Les Pêcheurs de Perles à l’Opéra de Saint-Étienne

dimanche 4 février 2024
© Cyrille Cauvet

Dès le soir de sa création l’ensemble de la critique avait mis le doigt sur le gros point faible de cet ouvrage d’un jeune compositeur de 25 ans, nommé Georges Bizet, revenu depuis peu de la Villa Médicis : le livret. Le temps a passé mais le constat demeure le même.

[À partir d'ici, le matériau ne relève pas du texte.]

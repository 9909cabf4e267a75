//! Number and duration formatting for the view.

const SUFFIXES: &[(f64, &str, usize)] = &[
    (1e12, "T", 2),
    (1e9, "B", 2),
    (1e6, "M", 2),
    (1e3, "K", 1),
];

/// Compact amount: `"7.5"`, `"842"`, `"12.3K"`, `"4.56M"`, `"1.20T"`.
pub fn format_number(n: f64) -> String {
    if !n.is_finite() {
        return if n.is_nan() { "0".into() } else { "∞".into() };
    }
    if n < 0.0 {
        return format!("-{}", format_number(-n));
    }
    for &(scale, suffix, decimals) in SUFFIXES {
        if n >= scale {
            return format!("{:.*}{}", decimals, n / scale, suffix);
        }
    }
    if n < 10.0 {
        format!("{n:.1}")
    } else {
        format!("{}", n.floor() as u64)
    }
}

/// Per-second rate, with extra precision for small rates.
pub fn format_rate(rate: f64) -> String {
    if rate == 0.0 {
        "0/s".into()
    } else if rate.abs() < 0.1 {
        format!("{rate:.2}/s")
    } else if rate.abs() < 1.0 {
        format!("{rate:.1}/s")
    } else {
        format!("{}/s", format_number(rate))
    }
}

/// `"45s"`, `"3m 20s"`, `"2h 5m"`.
pub fn format_duration(seconds: f64) -> String {
    let total = seconds.max(0.0) as u64;
    match total {
        0..=59 => format!("{total}s"),
        60..=3599 => format!("{}m {}s", total / 60, total % 60),
        _ => format!("{}h {}m", total / 3600, (total % 3600) / 60),
    }
}

#[cfg(test)]
mod tests {
    use super::*;

    #[test]
    fn small_numbers() {
        assert_eq!(format_number(0.0), "0.0");
        assert_eq!(format_number(7.46), "7.5");
        assert_eq!(format_number(842.9), "842");
    }

    #[test]
    fn suffixed_numbers() {
        assert_eq!(format_number(12_345.0), "12.3K");
        assert_eq!(format_number(4_560_000.0), "4.56M");
        assert_eq!(format_number(57_500_000.0), "57.50M");
        assert_eq!(format_number(2.5e9), "2.50B");
        assert_eq!(format_number(1.2e12), "1.20T");
        assert_eq!(format_number(3e15), "3000.00T");
    }

    #[test]
    fn negative_and_non_finite() {
        assert_eq!(format_number(-1500.0), "-1.5K");
        assert_eq!(format_number(f64::INFINITY), "∞");
        assert_eq!(format_number(f64::NAN), "0");
    }

    #[test]
    fn rates() {
        assert_eq!(format_rate(0.0), "0/s");
        assert_eq!(format_rate(0.05), "0.05/s");
        assert_eq!(format_rate(0.5), "0.5/s");
        assert_eq!(format_rate(10_000_000.0), "10.00M/s");
    }

    #[test]
    fn durations() {
        assert_eq!(format_duration(45.9), "45s");
        assert_eq!(format_duration(200.0), "3m 20s");
        assert_eq!(format_duration(7_500.0), "2h 5m");
        assert_eq!(format_duration(-3.0), "0s");
    }
}

#[cfg(test)]
mod proptests {
    use super::*;
    use proptest::prelude::*;

    proptest! {
        #[test]
        fn prop_format_number_no_panic(n in proptest::num::f64::ANY) {
            let _ = format_number(n);
        }

        #[test]
        fn prop_nonneg_has_no_minus(n in 0.0f64..1e18) {
            let s = format_number(n);
            prop_assert!(!s.starts_with('-'), "got: {}", s);
        }

        #[test]
        fn prop_negative_has_minus(n in -1e18f64..-0.1) {
            let s = format_number(n);
            prop_assert!(s.starts_with('-'), "got: {}", s);
        }

        #[test]
        fn prop_integers_below_thousand_verbatim(n in 10u64..1000) {
            prop_assert_eq!(format_number(n as f64), n.to_string());
        }

        #[test]
        fn prop_suffix_matches_magnitude(n in 1_000.0f64..1e15) {
            let s = format_number(n);
            let expected = if n >= 1e12 { 'T' } else if n >= 1e9 { 'B' } else if n >= 1e6 { 'M' } else { 'K' };
            prop_assert!(s.ends_with(expected), "{} -> {}", n, s);
        }
    }
}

Michel Carré et Eugène Cormon ont fourgué au jeune Bizet un texte intordable tant sur le fond que sur la forme et dont Aimé Maillart n’avait pas voulu, pour cause. C’est un ramassis de poncifs tant dramatiques que « poétiques », vague resucée de la Vestale, à la sauce exotique (Ceylan, mais c’était au départ le Mexique!), croisée avec l’archi-poussiéreuse « croix de ma mère », ici un collier (de perles sans doute). Quant au texte lui-même il est fait de bric et de broc : tantôt on s’y exprime en alexandrins ronflants : « D’un noir pressentiment ton cœur est agité/Eh bien, fuis ce rivage où le sort nous rassemble/Reprends ta liberté ! », tantôt on s’y abandonne à un style troubadour qui ne recule devant aucune image « De mon amie/ Fleur endormie/Au fond du lac silencieux/J’ai vu dans l’onde/ Claire et profonde/Étinceler le front joyeux/Et les doux yeux ». Et que dire de la digne et chaste vestale qui conclut son duo amoureux sur les mots d’une bourgeoise volage entendant les pas du mari dans l’escalier : « Partez ! Partez vite, je tremble ! ». On y fait rimer dans une audace répétée « voilée avec étoilée », « voile » avec « étoile » et « ombre » avec « sombre ». Tout est à l’avenant.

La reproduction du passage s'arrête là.